_Exercise requirements_. Print the listing below in its entirety, character for character.

_Task material_.
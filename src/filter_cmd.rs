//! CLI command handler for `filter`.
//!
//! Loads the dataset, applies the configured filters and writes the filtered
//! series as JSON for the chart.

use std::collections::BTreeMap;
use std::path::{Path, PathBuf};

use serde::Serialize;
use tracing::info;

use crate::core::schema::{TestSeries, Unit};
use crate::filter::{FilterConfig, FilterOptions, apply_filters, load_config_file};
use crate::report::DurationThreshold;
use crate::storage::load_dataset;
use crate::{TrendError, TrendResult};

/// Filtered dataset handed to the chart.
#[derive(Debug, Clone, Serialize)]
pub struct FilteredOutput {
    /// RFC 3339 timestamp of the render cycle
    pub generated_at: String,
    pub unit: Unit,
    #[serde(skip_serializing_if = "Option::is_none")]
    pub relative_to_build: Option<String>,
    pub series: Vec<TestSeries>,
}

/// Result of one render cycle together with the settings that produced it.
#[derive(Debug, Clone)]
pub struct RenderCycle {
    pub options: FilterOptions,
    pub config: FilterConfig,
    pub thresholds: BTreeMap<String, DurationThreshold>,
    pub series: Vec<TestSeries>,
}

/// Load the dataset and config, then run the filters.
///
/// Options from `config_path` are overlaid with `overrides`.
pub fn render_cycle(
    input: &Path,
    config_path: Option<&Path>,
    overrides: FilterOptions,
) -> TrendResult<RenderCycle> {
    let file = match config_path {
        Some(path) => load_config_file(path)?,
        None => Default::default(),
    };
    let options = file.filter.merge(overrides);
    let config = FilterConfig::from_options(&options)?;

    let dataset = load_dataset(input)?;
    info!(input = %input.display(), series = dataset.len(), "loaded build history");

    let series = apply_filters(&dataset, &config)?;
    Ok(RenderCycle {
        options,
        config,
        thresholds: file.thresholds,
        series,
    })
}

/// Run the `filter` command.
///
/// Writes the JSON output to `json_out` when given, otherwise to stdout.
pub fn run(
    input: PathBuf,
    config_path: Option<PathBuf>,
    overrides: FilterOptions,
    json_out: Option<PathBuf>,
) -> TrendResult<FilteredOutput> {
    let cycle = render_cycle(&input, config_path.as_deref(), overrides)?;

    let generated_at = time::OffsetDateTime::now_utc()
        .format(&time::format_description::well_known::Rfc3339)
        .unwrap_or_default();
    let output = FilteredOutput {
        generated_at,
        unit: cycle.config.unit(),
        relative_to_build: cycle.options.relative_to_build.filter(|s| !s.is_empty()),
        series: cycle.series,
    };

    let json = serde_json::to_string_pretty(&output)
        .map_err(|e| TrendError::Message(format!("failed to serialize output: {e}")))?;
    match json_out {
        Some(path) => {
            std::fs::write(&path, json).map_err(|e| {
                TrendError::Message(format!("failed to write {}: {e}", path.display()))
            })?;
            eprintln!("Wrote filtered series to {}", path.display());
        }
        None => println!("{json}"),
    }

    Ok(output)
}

_Response area_.
filename src/filter_cmd.rs
//! CLI command handler for `filter`.
//!
//! Loads the dataset, applies the configured filters and writes the filtered
//! series as JSON for the chart.

use std::collections::BTreeMap;
use std::path::{Path, PathBuf};

use serde::Serialize;
use tracing::info;

use crate::core::schema::{TestSeries, Unit};
use crate::filter::{FilterConfig, FilterOptions, apply_filters, load_config_file};
use crate::report::DurationThreshold;
use crate::storage::load_dataset;
use crate::{TrendError, TrendResult};

/// Filtered dataset handed to the chart.
#[derive(Debug, Clone, Serialize)]
pub struct FilteredOutput {
    /// RFC 3339 timestamp of the render cycle
    pub generated_at: String,
    pub unit: Unit,
    #[serde(skip_serializing_if = "Option::is_none")]
    pub relative_to_build: Option<String>,
    pub series: Vec<TestSeries>,
}

/// Result of one render cycle together with the settings that produced it.
#[derive(Debug, Clone)]
pub struct RenderCycle {
    pub options: FilterOptions,
    pub config: FilterConfig,
    pub thresholds: BTreeMap<String, DurationThreshold>,
    pub series: Vec<TestSeries>,
}

/// Load the dataset and config, then run the filters.
///
/// Options from `config_path` are overlaid with `overrides`.
pub fn render_cycle(
    input: &Path,
    config_path: Option<&Path>,
    overrides: FilterOptions,
) -> TrendResult<RenderCycle> {
    let file = match config_path {
        Some(path) => load_config_file(path)?,
        None => Default::default(),
    };
    let options = file.filter.merge(overrides);
    let config = FilterConfig::from_options(&options)?;

    let dataset = load_dataset(input)?;
    info!(input = %input.display(), series = dataset.len(), "loaded build history");

    let series = apply_filters(&dataset, &config)?;
    Ok(RenderCycle {
        options,
        config,
        thresholds: file.thresholds,
        series,
    })
}

/// Run the `filter` command.
///
/// Writes the JSON output to `json_out` when given, otherwise to stdout.
pub fn run(
    input: PathBuf,
    config_path: Option<PathBuf>,
    overrides: FilterOptions,
    json_out: Option<PathBuf>,
) -> TrendResult<FilteredOutput> {
    let cycle = render_cycle(&input, config_path.as_deref(), overrides)?;

    let generated_at = time::OffsetDateTime::now_utc()
        .format(&time::format_description::well_known::Rfc3339)
        .unwrap_or_default();
    let output = FilteredOutput {
        generated_at,
        unit: cycle.config.unit(),
        relative_to_build: cycle.options.relative_to_build.filter(|s| !s.is_empty()),
        series: cycle.series,
    };

    let json = serde_json::to_string_pretty(&output)
        .map_err(|e| TrendError::Message(format!("failed to serialize output: {e}")))?;
    match json_out {
        Some(path) => {
            std::fs::write(&path, json).map_err(|e| {
                TrendError::Message(format!("failed to write {}: {e}", path.display()))
            })?;
            eprintln!("Wrote filtered series to {}", path.display());
        }
        None => println!("{json}"),
    }

    Ok(output)
}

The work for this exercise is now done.